The true solution to remote conferencing is, everybody stays at their desk. A group in a conference room loses so much for everybody - others have trouble with who's talking, faces are tiny and far away, noise cancellation in a big room is hellacious.

Stay at your desk and join the meeting. Everybody can share a document, look at any document share whenever they like, look straight at the camera with good focus, sound wonderful with a headset mic. Everybody knows who's talking instantly, with their name associated with the voice and face.

The 'conference room' idea is a terrible one, and should quietly die.


Everyone always talks about videoconferencing and cameras but do you really need to see faces?

At my company we just dropped the cameras. We can still share screen if needed but we didn't gain much of value from seeing faces and the occasional bandwidth issues mostly vanished. I don't think anyone misses the video.


> do you really need to see faces?

The research I've seen points to a huge, unambiguous, flashing YES.

The fact is that a majority of communication is nonverbal and emotional. And this is just as true in business meetings as it is in your personal relationships.

Video allows us to better understand when someone is done talking and we can speak without interrupting. It allows us to better understand if someone is being intentionally disrespectful or merely clueless. It lets us see if someone is deeply concerned or merely mildly interested. It lets us see if someone is being silent because they're zoning out or because they're furious but resigned.

All these cues (and hundreds more) allow conversations to 1) proceed far more smoothly and efficiently, packing more productivity into a single meeting, and 2) avoid misunderstandings which can be affect both the material outcomes of meetings as well as damage interpersonal relationships.

Many people think video is unimportant, but that's because when it's lacking, we make assumptions about people on the other end for lack of evidence -- assumptions that can turn out to be wildly untrue. Because we have no immediate evidence to the contrary, we assume we're not missing anything. This is why research is so important -- it shows that plenty of normal human communication tasks often perform far better with video, and more frequently fail without it.


The cues only work if they're delivered in a timely manner, though. I would argue highly compressed and delayed video is actually worse and more frustrating than having no video at all.

This is one of the few arguments against remote work I actually agree with: streaming video technology still isn't good enough to replace in person haptic communication.


As its done now, yes streaming video is problematic. I worked at Sococo, and back when we made our own solution we had good low-latency video. Careful bandwidth control and stream-sharing did a lot to make it more useful.


In your opinion, is there still space for a competing low-latency video teleconferencing application in the market? None of the apps I've tried get video right. I haven't heard of Sococo before, though. I'll definitely check them out.


Maybe, for some people, but definitely not me. Maybe I'm just weird, but I hate video conferencing so much. It makes me feel uneasy and being watched.

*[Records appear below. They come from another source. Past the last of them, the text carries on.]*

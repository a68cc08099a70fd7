//! Error handling for the Grocto marketplace backend
//!
//! Maps engine, validation, and storage errors to consistent JSON
//! responses.

use axum::{
    http::StatusCode,
    response::{IntoResponse, Response},
    Json,
};
use serde::Serialize;
use shared::engine::EngineError;
use thiserror::Error;

/// Application error types
#[derive(Error, Debug)]
pub enum AppError {
    // Authentication errors
    #[error("Invalid credentials")]
    InvalidCredentials,

    #[error("Invalid token")]
    InvalidToken,

    #[error("Insufficient permissions")]
    InsufficientPermissions,

    // Validation errors
    #[error("Validation error: {message}")]
    Validation { field: String, message: String },

    #[error("Validation error: {0}")]
    ValidationError(String),

    #[error("Duplicate entry: {0}")]
    DuplicateEntry(String),

    #[error("Conflict: {message}")]
    Conflict { resource: String, message: String },

    #[error("Resource not found: {0}")]
    NotFound(String),

    // Engine errors (slot matching, offers, pricing, status lifecycle)
    #[error(transparent)]
    Engine(#[from] EngineError),

    // Database errors
    #[error("Database error: {0}")]
    DatabaseError(#[from] sqlx::Error),

    // Internal errors
    #[error("Internal server error: {0}")]
    Internal(String),

    #[error("Internal server error")]
    InternalError(#[from] anyhow::Error),
}

impl From<validator::ValidationErrors> for AppError {
    fn from(errors: validator::ValidationErrors) -> Self {
        AppError::ValidationError(errors.to_string())
    }
}

/// Error response structure
#[derive(Serialize)]
pub struct ErrorResponse {
    pub error: ErrorDetail,
}

#[derive(Serialize)]
pub struct ErrorDetail {
    pub code: String,
    pub message: String,
    #[serde(skip_serializing_if = "Option::is_none")]
    pub field: Option<String>,
}

fn engine_error_detail(err: &EngineError) -> (StatusCode, ErrorDetail) {
    let (status, code) = match err {
        EngineError::InvalidWindow => (StatusCode::BAD_REQUEST, "INVALID_WINDOW"),
        EngineError::NoMatchingSlot => (StatusCode::UNPROCESSABLE_ENTITY, "NO_MATCHING_SLOT"),
        EngineError::IllegalTransition { .. } => {
            (StatusCode::UNPROCESSABLE_ENTITY, "ILLEGAL_TRANSITION")
        }
        EngineError::NoDeliveryPersonAvailable => (
            StatusCode::UNPROCESSABLE_ENTITY,
            "NO_DELIVERY_PERSON_AVAILABLE",
        ),
        EngineError::ConfirmationRequired => (StatusCode::BAD_REQUEST, "CONFIRMATION_REQUIRED"),
        EngineError::OfferExpired => (StatusCode::UNPROCESSABLE_ENTITY, "OFFER_EXPIRED"),
        EngineError::OfferLimitReached => {
            (StatusCode::UNPROCESSABLE_ENTITY, "OFFER_LIMIT_REACHED")
        }
        EngineError::InvalidOfferScope => {
            (StatusCode::UNPROCESSABLE_ENTITY, "INVALID_OFFER_SCOPE")
        }
    };

    (
        status,
        ErrorDetail {
            code: code.to_string(),
            message: err.to_string(),
            field: None,
        },
    )
}

impl IntoResponse for AppError {
    fn into_response(self) -> Response {
        let (status, error_detail) = match &self {
            AppError::InvalidCredentials => (
                StatusCode::UNAUTHORIZED,
                ErrorDetail {
                    code: "INVALID_CREDENTIALS".to_string(),
                    message: "Invalid email or password".to_string(),
                    field: None,
                },
            ),
            AppError::InvalidToken => (
                StatusCode::UNAUTHORIZED,
                ErrorDetail {
                    code: "INVALID_TOKEN".to_string(),
                    message: "Invalid token".to_string(),
                    field: None,
                },
            ),
            AppError::InsufficientPermissions => (
                StatusCode::FORBIDDEN,
                ErrorDetail {
                    code: "INSUFFICIENT_PERMISSIONS".to_string(),
                    message: "You do not have permission to perform this action".to_string(),
                    field: None,
                },
            ),
            AppError::Validation { field, message } => (
                StatusCode::BAD_REQUEST,
                ErrorDetail {
                    code: "VALIDATION_ERROR".to_string(),
                    message: message.clone(),
                    field: Some(field.clone()),
                },
            ),
            AppError::ValidationError(msg) => (
                StatusCode::BAD_REQUEST,
                ErrorDetail {
                    code: "VALIDATION_ERROR".to_string(),
                    message: msg.clone(),
                    field: None,
                },
            ),
            AppError::DuplicateEntry(field) => (
                StatusCode::CONFLICT,
                ErrorDetail {
                    code: "DUPLICATE_ENTRY".to_string(),
                    message: format!("A record with this {} already exists", field),
                    field: Some(field.clone()),
                },
            ),
            AppError::Conflict { resource, message } => (
                StatusCode::CONFLICT,
                ErrorDetail {
                    code: "CONFLICT".to_string(),
                    message: message.clone(),
                    field: Some(resource.clone()),
                },
            ),
            AppError::NotFound(resource) => (
                StatusCode::NOT_FOUND,
                ErrorDetail {
                    code: "NOT_FOUND".to_string(),
                    message: format!("{} not found", resource),
                    field: None,
                },
            ),
            AppError::Engine(err) => engine_error_detail(err),
            AppError::DatabaseError(_) => (
                StatusCode::INTERNAL_SERVER_ERROR,
                ErrorDetail {
                    code: "DATABASE_ERROR".to_string(),
                    message: "A database error occurred".to_string(),
                    field: None,
                },
            ),
            AppError::Internal(msg) => (
                StatusCode::INTERNAL_SERVER_ERROR,
                ErrorDetail {
                    code: "INTERNAL_ERROR".to_string(),
                    message: msg.clone(),
                    field: None,
                },
            ),
            AppError::InternalError(_) => (
                StatusCode::INTERNAL_SERVER_ERROR,
                ErrorDetail {
                    code: "INTERNAL_ERROR".to_string(),
                    message: "An internal server error occurred".to_string(),
                    field: None,
                },
            ),
        };

        // Log the error for debugging
        tracing::error!("Error: {:?}", self);

        (status, Json(ErrorResponse { error: error_detail })).into_response()
    }
}

/// Result type alias for handlers
pub type AppResult<T> = Result<T, AppError>;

When I'm in audio only mode I can express myself much better. And this is not just a "getting used to it" thing. I've been doing it for more than a year now.

I think video should be opt-in, but unfortunately I'm forced to turn on the camera at work.


If you know everyone well, sure. But often videoconferencing in larger institutions involves at least some strangers.


Does it really matter?

I've had call conferences with people I've never seen, and it really hasn't been a problem.


With a group in a conference room, it can be hard to tell who's talking. Because you don't know their voice. Or there are several people, and you don't know which new voice is who's.


Oh yeah, conference rooms are annoying (for multiple reasons). We don't really do that, everyone participates using their own device, and the tools then show who's speaking.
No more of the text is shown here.